[SOURCE DATA]:
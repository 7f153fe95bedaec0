// SPDX-License-Identifier: MIT
// Copyright 2026 Roland Dreier <roland@rolandd.dev>

//! [`Store`] persisted to a JSON file.
//!
//! Reads are served from memory. Every write to users or activated servers
//! rewrites the whole file through a temporary sibling and a rename, so a
//! crash leaves either the old or the new snapshot on disk. Pending OAuth
//! states are short-lived and stay in memory only.

use super::{InMemoryStore, Store};
use crate::error::AppError;
use crate::models::User;
use async_trait::async_trait;
use serde::{Deserialize, Serialize};
use std::path::{Path, PathBuf};
use tokio::sync::Mutex;

/// On-disk layout.
#[derive(Debug, Default, Serialize, Deserialize)]
struct Snapshot {
    #[serde(default)]
    users: Vec<User>,
    #[serde(default)]
    activated_servers: Vec<String>,
}

pub struct FileStore {
    path: PathBuf,
    memory: InMemoryStore,
    /// Serializes snapshot writes
    write_lock: Mutex<()>,
}

impl FileStore {
    /// Open the store at `path`, loading any existing snapshot. A missing
    /// file is an empty store.
    pub async fn open(path: impl Into<PathBuf>) -> Result<Self, AppError> {
        let path = path.into();
        let memory = InMemoryStore::new();

        match tokio::fs::read(&path).await {
            Ok(bytes) => {
                let snapshot: Snapshot = serde_json::from_slice(&bytes).map_err(|e| {
                    AppError::Store(format!("failed to parse {}: {}", path.display(), e))
                })?;
                for user in &snapshot.users {
                    memory.store_user(user).await?;
                }
                for server_url in &snapshot.activated_servers {
                    memory.mark_subscriptions_activated(server_url).await?;
                }
                tracing::info!(
                    path = %path.display(),
                    users = snapshot.users.len(),
                    "Loaded credential store"
                );
            }
            Err(e) if e.kind() == std::io::ErrorKind::NotFound => {
                tracing::info!(path = %path.display(), "Starting new credential store");
            }
            Err(e) => return Err(io_error(&path, e)),
        }

        Ok(Self {
            path,
            memory,
            write_lock: Mutex::new(()),
        })
    }

    pub fn path(&self) -> &Path {
        &self.path
    }

    async fn persist(&self) -> Result<(), AppError> {
        let _guard = self.write_lock.lock().await;

        let mut users = self.memory.get_all_users().await?;
        users.sort_by(|a, b| a.mattermost_user_id.cmp(&b.mattermost_user_id));
        let mut activated_servers = self.memory.activated_servers();
        activated_servers.sort();

        let bytes = serde_json::to_vec_pretty(&Snapshot {
            users,
            activated_servers,
        })
        .map_err(|e| AppError::Store(format!("failed to encode store: {}", e)))?;

        let tmp = self.path.with_extension("tmp");
        tokio::fs::write(&tmp, &bytes)
            .await
            .map_err(|e| io_error(&tmp, e))?;
        tokio::fs::rename(&tmp, &self.path)
            .await
            .map_err(|e| io_error(&self.path, e))
    }
}

fn io_error(path: &Path, err: std::io::Error) -> AppError {
    AppError::Store(format!("{}: {}", path.display(), err))
}

#[async_trait]
impl Store for FileStore {
    async fn load_user(&self, mattermost_user_id: &str) -> Result<Option<User>, AppError> {
        self.memory.load_user(mattermost_user_id).await
    }

    async fn store_user(&self, user: &User) -> Result<(), AppError> {
        self.memory.store_user(user).await?;
        self.persist().await
    }

    async fn delete_user(&self, mattermost_user_id: &str) -> Result<(), AppError> {
        self.memory.delete_user(mattermost_user_id).await?;
        self.persist().await
    }

    async fn get_all_users(&self) -> Result<Vec<User>, AppError> {
        self.memory.get_all_users().await
    }

    async fn store_oauth2_state(&self, state: &str) -> Result<(), AppError> {
        self.memory.store_oauth2_state(state).await
    }

    async fn verify_oauth2_state(&self, state: &str) -> Result<(), AppError> {
        self.memory.verify_oauth2_state(state).await
    }

    async fn delete_user_token_on_encryption_secret_change(&self) -> Result<(), AppError> {
        self.memory
            .delete_user_token_on_encryption_secret_change()
            .await?;
        self.persist().await
    }

    async fn subscriptions_activated(&self, server_url: &str) -> Result<bool, AppError> {
        self.memory.subscriptions_activated(server_url).await
    }

    async fn mark_subscriptions_activated(&self, server_url: &str) -> Result<(), AppError> {
        self.memory.mark_subscriptions_activated(server_url).await?;
        self.persist().await
    }
}
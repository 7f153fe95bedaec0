// SPDX-License-Identifier: MIT
// Copyright 2026 Roland Dreier <roland@rolandd.dev>

//! HTTP transport to the ServiceNow REST API.
//!
//! [`ServiceNowClient`](super::servicenow::ServiceNowClient) only talks to
//! ServiceNow through [`HttpTransport`], so tests can hand it a double that
//! returns canned statuses and bodies.

use async_trait::async_trait;
use reqwest::{Method, StatusCode};
use serde::Deserialize;

/// One JSON call against the ServiceNow instance.
#[derive(Debug, Clone, PartialEq)]
pub struct RemoteRequest {
    pub method: Method,
    /// Path below the instance URL, starting with `/`
    pub path: String,
    pub query: Vec<(String, String)>,
    pub body: Option<serde_json::Value>,
}

impl RemoteRequest {
    pub fn new(method: Method, path: impl Into<String>) -> Self {
        Self {
            method,
            path: path.into(),
            query: Vec::new(),
            body: None,
        }
    }

    pub fn query(mut self, key: &str, value: impl ToString) -> Self {
        self.query.push((key.to_string(), value.to_string()));
        self
    }

    pub fn json(mut self, body: serde_json::Value) -> Self {
        self.body = Some(body);
        self
    }

    /// Value of a query parameter, if set.
    pub fn query_value(&self, key: &str) -> Option<&str> {
        self.query
            .iter()
            .find(|(k, _)| k == key)
            .map(|(_, v)| v.as_str())
    }
}

/// Successful (2xx) response.
#[derive(Debug, Clone)]
pub struct RemoteResponse {
    pub status: StatusCode,
    pub body: Vec<u8>,
}

/// Failed call. `message` is the most specific cause available: ServiceNow's
/// own error message when it sent one, otherwise the transport error.
#[derive(Debug, Clone, PartialEq, Eq, thiserror::Error)]
#[error("{message}")]
pub struct TransportError {
    pub status: StatusCode,
    pub message: String,
}

#[async_trait]
pub trait HttpTransport: Send + Sync {
    async fn call_json(
        &self,
        access_token: &str,
        request: RemoteRequest,
    ) -> Result<RemoteResponse, TransportError>;
}

/// ServiceNow error envelope: `{"error": {"message": .., "detail": ..}, "status": "failure"}`.
#[derive(Deserialize)]
struct ErrorEnvelope {
    error: ErrorBody,
}

#[derive(Deserialize)]
struct ErrorBody {
    #[serde(default)]
    message: String,
}

/// Production transport over reqwest.
#[derive(Clone)]
pub struct ReqwestTransport {
    http: reqwest::Client,
    base_url: String,
}

impl ReqwestTransport {
    pub fn new(base_url: &str) -> Self {
        Self {
            http: reqwest::Client::new(),
            base_url: base_url.trim_end_matches('/').to_string(),
        }
    }
}

#[async_trait]
impl HttpTransport for ReqwestTransport {
    async fn call_json(
        &self,
        access_token: &str,
        request: RemoteRequest,
    ) -> Result<RemoteResponse, TransportError> {
        let url = format!("{}{}", self.base_url, request.path);

        let mut builder = self
            .http
            .request(request.method.clone(), &url)
            .bearer_auth(access_token)
            .header(reqwest::header::ACCEPT, "application/json")
            .query(&request.query);
        if let Some(body) = &request.body {
            builder = builder.json(body);
        }

        let response = builder.send().await.map_err(|e| TransportError {
            status: e.status().unwrap_or(StatusCode::BAD_GATEWAY),
            message: e.to_string(),
        })?;

        let status = response.status();
        let body = response
            .bytes()
            .await
            .map_err(|e| TransportError {
                status,
                message: e.to_string(),
            })?
            .to_vec();

        if status.is_success() {
            return Ok(RemoteResponse { status, body });
        }

        let message = serde_json::from_slice::<ErrorEnvelope>(&body)
            .ok()
            .map(|envelope| envelope.error.message)
            .filter(|m| !m.is_empty())
            .unwrap_or_else(|| format!("HTTP {}: {}", status, String::from_utf8_lossy(&body)));

        tracing::debug!(
            method = %request.method,
            path = %request.path,
            status = %status,
            error = %message,
            "ServiceNow request failed"
        );

        Err(TransportError { status, message })
    }
}
// SPDX-License-Identifier: MIT
// Copyright 2026 Roland Dreier <roland@rolandd.dev>

//! ServiceNow API client for subscriptions and record lookups.
//!
//! Handles:
//! - Subscription activation, CRUD and duplicate lookup
//! - Record search and single-record fetch
//!
//! Each subscription call prefixes its failure with a fixed message naming
//! the operation; the webapp shows those strings verbatim. Record search and
//! fetch return the transport message untouched because callers inspect it
//! (ACL restrictions, for one).

use crate::constants::{self, SERVICENOW_APP_ID};
use crate::error::AppError;
use crate::models::subscription::SubscriptionType;
use crate::models::{
    ServiceNowPartialRecord, ServiceNowRecord, SubscriptionPayload, SubscriptionResponse,
    TableResponse,
};
use crate::services::transport::{HttpTransport, RemoteRequest, RemoteResponse, TransportError};
use reqwest::{Method, StatusCode};
use serde::de::DeserializeOwned;
use std::sync::Arc;

const ERR_SUBSCRIPTION_AUTH: &str = "failed to get subscription auth details";
const ERR_CREATE: &str = "failed to create subscription in ServiceNow";
const ERR_LIST: &str = "failed to get subscriptions from ServiceNow";
const ERR_GET: &str = "failed to get subscription from ServiceNow";
const ERR_DELETE: &str = "failed to delete subscription from ServiceNow";
const ERR_UPDATE: &str = "failed to update subscription from ServiceNow";

const SUBSCRIPTION_FIELDS: &str = "sys_id,user_id,channel_id,type,record_type,record_id,\
subscription_events,server_url,is_active,number,short_description";
const PARTIAL_RECORD_FIELDS: &str = "sys_id,number,short_description";
const RECORD_FIELDS: &str =
    "sys_id,number,short_description,state,priority,assigned_to,assignment_group";

fn subscriptions_path() -> String {
    format!(
        "/api/now/table/{}_servicenow_for_mm_subscriptions",
        SERVICENOW_APP_ID
    )
}

fn subscription_auth_path() -> String {
    format!(
        "/api/now/table/{}_servicenow_for_mm_subscription_auth",
        SERVICENOW_APP_ID
    )
}

/// ServiceNow client bound to one user's access token.
#[derive(Clone)]
pub struct ServiceNowClient {
    transport: Arc<dyn HttpTransport>,
    access_token: String,
}

impl ServiceNowClient {
    pub fn new(transport: Arc<dyn HttpTransport>, access_token: impl Into<String>) -> Self {
        Self {
            transport,
            access_token: access_token.into(),
        }
    }

    // ─── Subscriptions ───────────────────────────────────────────────────────

    /// Check that the notifications app is installed and usable by this user.
    ///
    /// Safe to call repeatedly; it only reads the subscription-auth table.
    pub async fn activate_subscriptions(&self) -> Result<StatusCode, AppError> {
        let request = RemoteRequest::new(Method::GET, subscription_auth_path())
            .query(constants::SYS_QUERY_PARAM_LIMIT, 1);

        match self.call(request).await {
            Ok(response) => Ok(response.status),
            Err(e) if e.status == StatusCode::FORBIDDEN => {
                tracing::warn!(error = %e, "User not authorized to manage subscriptions");
                Err(AppError::SubscriptionsNotAuthorized)
            }
            Err(e) if e.message.contains(constants::ERROR_INVALID_TABLE) => {
                tracing::warn!(error = %e, "Subscription tables missing in ServiceNow");
                Err(AppError::SubscriptionsNotConfigured)
            }
            Err(e) => Err(wrap(ERR_SUBSCRIPTION_AUTH, e)),
        }
    }

    pub async fn create_subscription(
        &self,
        payload: &SubscriptionPayload,
    ) -> Result<StatusCode, AppError> {
        let body = serde_json::to_value(payload)
            .map_err(|e| AppError::Internal(anyhow::anyhow!("Failed to encode payload: {}", e)))?;
        let request = RemoteRequest::new(Method::POST, subscriptions_path()).json(body);

        let response = self.call(request).await.map_err(|e| wrap(ERR_CREATE, e))?;
        Ok(response.status)
    }

    /// List active subscriptions. Empty filters are left out of the query.
    pub async fn get_all_subscriptions(
        &self,
        channel_id: &str,
        user_id: &str,
        subscription_type: &str,
        limit: u32,
        offset: u32,
    ) -> Result<(Vec<SubscriptionResponse>, StatusCode), AppError> {
        let mut query = vec!["is_active=true".to_string()];
        push_filter(&mut query, "channel_id", channel_id);
        push_filter(&mut query, "user_id", user_id);
        push_filter(&mut query, "type", subscription_type);
        query.push("ORDERBYDESCsys_updated_on".to_string());

        let request = RemoteRequest::new(Method::GET, subscriptions_path())
            .query(constants::SYS_QUERY_PARAM, query.join("^"))
            .query(constants::SYS_QUERY_PARAM_FIELDS, SUBSCRIPTION_FIELDS)
            .query(constants::SYS_QUERY_PARAM_LIMIT, limit)
            .query(constants::SYS_QUERY_PARAM_OFFSET, offset);

        self.fetch(request, ERR_LIST).await
    }

    pub async fn get_subscription(
        &self,
        subscription_id: &str,
    ) -> Result<(SubscriptionResponse, StatusCode), AppError> {
        let request = RemoteRequest::new(
            Method::GET,
            format!("{}/{}", subscriptions_path(), subscription_id),
        )
        .query(constants::SYS_QUERY_PARAM_FIELDS, SUBSCRIPTION_FIELDS);

        let response = self
            .call(request)
            .await
            .map_err(|e| wrap_single(ERR_GET, e))?;
        decode(&response).map_err(|e| wrap(ERR_GET, e))
    }

    pub async fn delete_subscription(&self, subscription_id: &str) -> Result<StatusCode, AppError> {
        let request = RemoteRequest::new(
            Method::DELETE,
            format!("{}/{}", subscriptions_path(), subscription_id),
        );

        let response = self
            .call(request)
            .await
            .map_err(|e| wrap_single(ERR_DELETE, e))?;
        Ok(response.status)
    }

    pub async fn edit_subscription(
        &self,
        subscription_id: &str,
        payload: &SubscriptionPayload,
    ) -> Result<StatusCode, AppError> {
        let body = serde_json::to_value(payload)
            .map_err(|e| AppError::Internal(anyhow::anyhow!("Failed to encode payload: {}", e)))?;
        let request = RemoteRequest::new(
            Method::PATCH,
            format!("{}/{}", subscriptions_path(), subscription_id),
        )
        .json(body);

        let response = self
            .call(request)
            .await
            .map_err(|e| wrap_single(ERR_UPDATE, e))?;
        Ok(response.status)
    }

    /// Active subscriptions sharing the payload's scoping key.
    pub async fn check_for_duplicate_subscription(
        &self,
        payload: &SubscriptionPayload,
    ) -> Result<(Vec<SubscriptionResponse>, StatusCode), AppError> {
        let subscription_type = payload.subscription_type.parse::<SubscriptionType>().ok();

        let mut query = vec!["is_active=true".to_string()];
        push_filter(&mut query, "channel_id", &payload.channel_id);
        push_filter(
            &mut query,
            "type",
            subscription_type
                .map(SubscriptionType::as_str)
                .unwrap_or(&payload.subscription_type),
        );
        push_filter(&mut query, "record_type", &payload.record_type);
        if subscription_type == Some(SubscriptionType::Record) {
            push_filter(
                &mut query,
                "record_id",
                payload.record_id.as_deref().unwrap_or_default(),
            );
        }
        push_filter(&mut query, "server_url", &payload.server_url);

        let request = RemoteRequest::new(Method::GET, subscriptions_path())
            .query(constants::SYS_QUERY_PARAM, query.join("^"))
            .query(constants::SYS_QUERY_PARAM_FIELDS, SUBSCRIPTION_FIELDS);

        self.fetch(request, ERR_LIST).await
    }

    // ─── Records ─────────────────────────────────────────────────────────────

    /// Search a table by number or short description.
    pub async fn search_records_in_servicenow(
        &self,
        table: &str,
        search_term: &str,
        limit: u32,
        offset: u32,
    ) -> Result<(Vec<ServiceNowPartialRecord>, StatusCode), AppError> {
        let query = format!(
            "{}LIKE{}^OR{}LIKE{}",
            constants::FIELD_NUMBER,
            search_term,
            constants::FIELD_SHORT_DESCRIPTION,
            search_term
        );
        let request = RemoteRequest::new(Method::GET, format!("/api/now/table/{}", table))
            .query(constants::SYS_QUERY_PARAM, query)
            .query(constants::SYS_QUERY_PARAM_FIELDS, PARTIAL_RECORD_FIELDS)
            .query(constants::SYS_QUERY_PARAM_LIMIT, limit)
            .query(constants::SYS_QUERY_PARAM_OFFSET, offset);

        self.fetch_unwrapped(request).await
    }

    pub async fn get_record_from_servicenow(
        &self,
        table: &str,
        sys_id: &str,
    ) -> Result<(ServiceNowRecord, StatusCode), AppError> {
        let request =
            RemoteRequest::new(Method::GET, format!("/api/now/table/{}/{}", table, sys_id))
                .query(constants::SYS_QUERY_PARAM_FIELDS, RECORD_FIELDS)
                .query(constants::SYS_QUERY_PARAM_DISPLAY_VALUE, true);

        self.fetch_unwrapped(request).await
    }

    // ─── Helpers ─────────────────────────────────────────────────────────────

    async fn call(&self, request: RemoteRequest) -> Result<RemoteResponse, TransportError> {
        tracing::debug!(method = %request.method, path = %request.path, "Calling ServiceNow");
        self.transport.call_json(&self.access_token, request).await
    }

    /// Call and decode `{"result": T}`, prefixing any failure.
    async fn fetch<T: DeserializeOwned>(
        &self,
        request: RemoteRequest,
        prefix: &str,
    ) -> Result<(T, StatusCode), AppError> {
        let response = self.call(request).await.map_err(|e| wrap(prefix, e))?;
        decode(&response).map_err(|e| wrap(prefix, e))
    }

    /// Call and decode `{"result": T}`, surfacing failures verbatim.
    async fn fetch_unwrapped<T: DeserializeOwned>(
        &self,
        request: RemoteRequest,
    ) -> Result<(T, StatusCode), AppError> {
        let response = self.call(request).await.map_err(passthrough)?;
        decode(&response).map_err(passthrough)
    }
}

fn push_filter(query: &mut Vec<String>, field: &str, value: &str) {
    if !value.is_empty() {
        query.push(format!("{}={}", field, value));
    }
}

fn decode<T: DeserializeOwned>(response: &RemoteResponse) -> Result<(T, StatusCode), TransportError> {
    serde_json::from_slice::<TableResponse<T>>(&response.body)
        .map(|parsed| (parsed.result, response.status))
        .map_err(|e| TransportError {
            status: response.status,
            message: format!("failed to decode ServiceNow response: {}", e),
        })
}

fn wrap(prefix: &str, err: TransportError) -> AppError {
    AppError::ServiceNow {
        status: err.status,
        message: format!("{}: {}", prefix, err.message),
    }
}

/// Like [`wrap`], but a missing subscription is reported as not found.
fn wrap_single(prefix: &str, err: TransportError) -> AppError {
    if err.status == StatusCode::NOT_FOUND {
        AppError::NotFound(format!("{}: {}", prefix, err.message))
    } else {
        wrap(prefix, err)
    }
}

fn passthrough(err: TransportError) -> AppError {
    AppError::ServiceNow {
        status: err.status,
        message: err.message,
    }
}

[EXERCISE]:
The lines of the data, from the first through the one containing "in memory only.", are to be transcribed exactly.

[RESPONSE]:
repository 7f153fe95bedaec0
// SPDX-License-Identifier: MIT
// Copyright 2026 Roland Dreier <roland@rolandd.dev>

//! [`Store`] persisted to a JSON file.
//!
//! Reads are served from memory. Every write to users or activated servers
//! rewrites the whole file through a temporary sibling and a rename, so a
//! crash leaves either the old or the new snapshot on disk. Pending OAuth
//! states are short-lived and stay in memory only.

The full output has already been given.